Bereaved families have said Matt Hancock’s evidence to the Covid inquiry “was full of excuses and completely devoid of accountability” as he described discharging untested patients into care homes as “the least worst option”.
In his testimony to the UK Covid-19 inquiry on Wednesday, the former health secretary defended the decision to move hospital patients into care homes during the early weeks of the pandemic to free up bed space.
“Nobody has yet provided me with an alternative that was available at the time that would have saved more lives,” he said. “I still can’t see a decision that would have been less bad. None of the options were good. It was the least worst decision that could have been taken at the time. While I wish there had been a better option, I still can’t find one.
“The likelihood of things being worse if people had stayed in hospital was very high.”
A spokesperson for Covid-19 Bereaved Families for Justice UK, a group of nearly 7,000 people, said Hancock’s evidence “was full of excuses and completely devoid of accountability”.
“We’ve waited years for this moment, hoping for truth. What we got was finger-pointing and evasion,” they said. “Our loved ones were left to die without PPE, without testing or protection. Other countries protected their care homes. Ours were abandoned. Hancock lied to us then and he’s still dodging responsibility now.”
They said his testimony suggested he was “powerless to change life-saving guidance for care homes”, a “claim that doesn’t stand up to scrutiny”.
Hancock said the discharge policy, which was later ruled illegal in a high court judgment, was “formally a government decision” but that it was “driven” by the then NHS chief executive, Simon Stevens. He also said that while he had not taken the decision himself, he took responsibility for it.
Stevens is not listed to testify at the inquiry, despite calls from campaign groups for him to do so.
Hancock was giving evidence as part of the sixth module of the inquiry, focusing specifically on the care sector. Earlier this week, a senior civil servant said there had been a “generational slaughter within care homes” in written evidence to the inquiry.
Almost 46,000 care home residents died with Covid in England and Wales between March 2020 and January 2022, many of them in the early weeks of the pandemic.
The decision to rapidly discharge hospital patients to care homes in order to free up beds, when testing and isolation facilities were not yet widely available, has been strongly criticised for causing rapid spread of the disease in care homes.

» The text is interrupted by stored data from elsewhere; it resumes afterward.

//! Common test support utilities and fixtures
//!
//! This module provides shared functionality to reduce code duplication
//! across the integration tests. Everything runs against real throwaway
//! git repositories in a temporary directory; no network access is
//! involved. Included via `mod support;` from the individual test
//! targets; not every target uses every helper.
#![allow(dead_code)]

use std::fs;
use std::path::{Path, PathBuf};
use std::process::Command;
use tempfile::TempDir;

/// Result of running a CLI command
#[derive(Debug)]
pub struct CliOutput {
    pub status: i32,
    pub stdout: String,
    pub stderr: String,
}

/// A test workspace: a parent git repository with a `.gitmodules`
/// registry and nested module repositories
pub struct Workspace {
    pub root: TempDir,
}

impl Default for Workspace {
    fn default() -> Self {
        Self::new()
    }
}

impl Workspace {
    /// Create a parent repository with an empty submodule registry
    pub fn new() -> Self {
        let root = TempDir::new().expect("Failed to create temp directory");
        init_git_repo(root.path()).expect("Failed to init parent repo");
        fs::write(root.path().join(".gitmodules"), "").expect("Failed to write .gitmodules");
        Self { root }
    }

    /// Get the workspace root path
    pub fn path(&self) -> &Path {
        self.root.path()
    }

    /// Register and create a module: a nested git repository with one
    /// commit, declared in `.gitmodules` under `name` at path `name`
    pub fn add_module(&self, name: &str) -> PathBuf {
        self.register_module(name);
        let module_path = self.path().join(name);
        init_git_repo(&module_path).expect("Failed to init module repo");
        commit_all(&module_path, "Initial commit").expect("Failed to commit");
        module_path
    }

    /// Declare a module in `.gitmodules` without creating its directory
    pub fn register_module(&self, name: &str) {
        let gitmodules = self.path().join(".gitmodules");
        let mut content = fs::read_to_string(&gitmodules).unwrap_or_default();
        content.push_str(&format!(
            "[submodule \"{name}\"]\n\tpath = {name}\n\turl = ./{name}\n"
        ));
        fs::write(&gitmodules, content).expect("Failed to write .gitmodules");
    }
}

/// Initialize a git repository with basic configuration and a `main`
/// default branch
pub fn init_git_repo(path: &Path) -> std::io::Result<()> {
    fs::create_dir_all(path)?;

    Command::new("git")
        .args(["init", "-b", "main"])
        .current_dir(path)
        .output()?;
    Command::new("git")
        .args(["config", "user.name", "Test User"])
        .current_dir(path)
        .output()?;
    Command::new("git")
        .args(["config", "user.email", "test@example.com"])
        .current_dir(path)
        .output()?;

    Ok(())
}

/// Stage everything and commit
pub fn commit_all(path: &Path, message: &str) -> std::io::Result<()> {
    fs::write(path.join("README.md"), format!("# {message}"))?;
    Command::new("git")
        .args(["add", "."])
        .current_dir(path)
        .output()?;
    Command::new("git")
        .args(["commit", "-m", message])
        .current_dir(path)
        .output()?;
    Ok(())
}

/// Leave an uncommitted file behind so the working tree reads dirty
pub fn make_dirty(path: &Path) {
    fs::write(path.join("scratch.txt"), "work in progress").expect("Failed to dirty repo");
}

/// Detach HEAD at the current commit
pub fn detach_head(path: &Path) {
    Command::new("git")
        .args(["checkout", "--detach"])
        .current_dir(path)
        .output()
        .expect("Failed to detach HEAD");
}

/// Register `url` as the module's origin remote without creating it
pub fn set_origin_url(path: &Path, url: &str) {
    Command::new("git")
        .args(["remote", "add", "origin", url])
        .current_dir(path)
        .output()
        .expect("Failed to add origin");
}

/// Restricts PATH to a directory containing only git, hiding any
/// hosting CLIs; the previous PATH is restored on drop
pub struct PathGuard {
    original: std::ffi::OsString,
}

impl PathGuard {
    pub fn git_only(bin_dir: &Path) -> Self {
        let git = which::which("git").expect("git not found on PATH");
        std::os::unix::fs::symlink(git, bin_dir.join("git")).expect("Failed to link git");

        let original = std::env::var_os("PATH").unwrap_or_default();
        // PATH is process-global; tests using this guard are #[serial].
        unsafe { std::env::set_var("PATH", bin_dir) };
        Self { original }
    }
}

impl Drop for PathGuard {
    fn drop(&mut self) {
        unsafe { std::env::set_var("PATH", &self.original) };
    }
}

/// Create a bare repository and register it as `origin` of `path`
pub fn add_bare_origin(path: &Path, bare_root: &Path) {
    Command::new("git")
        .args(["init", "--bare"])
        .current_dir(bare_root)
        .output()
        .expect("Failed to init bare repo");
    Command::new("git")
        .args(["remote", "add", "origin", bare_root.to_str().unwrap()])
        .current_dir(path)
        .output()
        .expect("Failed to add origin");
}

/// Current branch as reported by git itself, for assertions
pub fn git_current_branch(path: &Path) -> String {
    let output = Command::new("git")
        .args(["rev-parse", "--abbrev-ref", "HEAD"])
        .current_dir(path)
        .output()
        .expect("Failed to run git rev-parse");
    String::from_utf8_lossy(&output.stdout).trim().to_string()
}

/// Number of HEAD reflog entries, used to assert zero-mutation paths
pub fn reflog_len(path: &Path) -> usize {
    let output = Command::new("git")
        .args(["reflog"])
        .current_dir(path)
        .output()
        .expect("Failed to run git reflog");
    String::from_utf8_lossy(&output.stdout).lines().count()
}

/// Paths currently recorded in the index at `path`
pub fn staged_paths(path: &Path) -> Vec<String> {
    let output = Command::new("git")
        .args(["ls-files", "--cached"])
        .current_dir(path)
        .output()
        .expect("Failed to run git ls-files");
    String::from_utf8_lossy(&output.stdout)
        .lines()
        .map(str::to_string)
        .collect()
}

/// Run the submods CLI with given arguments via cargo
pub fn run_cli(args: &[&str]) -> CliOutput {
    let mut cmd = Command::new("cargo");
    cmd.args(["run", "--quiet", "--"]);
    cmd.args(args);

    let output = cmd.output().expect("Failed to execute cargo run");

    CliOutput {
        status: output.status.code().unwrap_or(-1),
        stdout: String::from_utf8_lossy(&output.stdout).into_owned(),
        stderr: String::from_utf8_lossy(&output.stderr).into_owned(),
    }
}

In 2022, the high court said the policy not to isolate discharged hospital patients in the first weeks of the pandemic without testing was “irrational”.
Hancock said the ruling had been “very frustrating” because he was not asked to be involved, and claimed the outcome would have been different if he had given evidence.
On Tuesday, a care home owner and manager giving evidence to the inquiry said she had refused to allow untested hospital patients into her nursing home, and was told she would be reported to the care inspectorate for bed blocking.
Hancock said that isolation of discharged patients had not been clinically recommended at the time, but “in hindsight” it should have been.
He heavily criticised Public Health England (PHE) for not responding effectively to the seriousness of the crisis. “I got so frustrated with PHE I abolished them,” he said.
When questioned about whether there had been enough staff to care for the discharged patients, amid evidence of a widespread shortage of carers, Hancock said: “We knew that people would do what they needed to do.”
He has also been heavily criticised for his claims that a “protective ring” had been placed around care homes, previously admitting to the inquiry that it was not an “unbroken circle”.
The care sector module of the inquiry is expected to run until the end of July.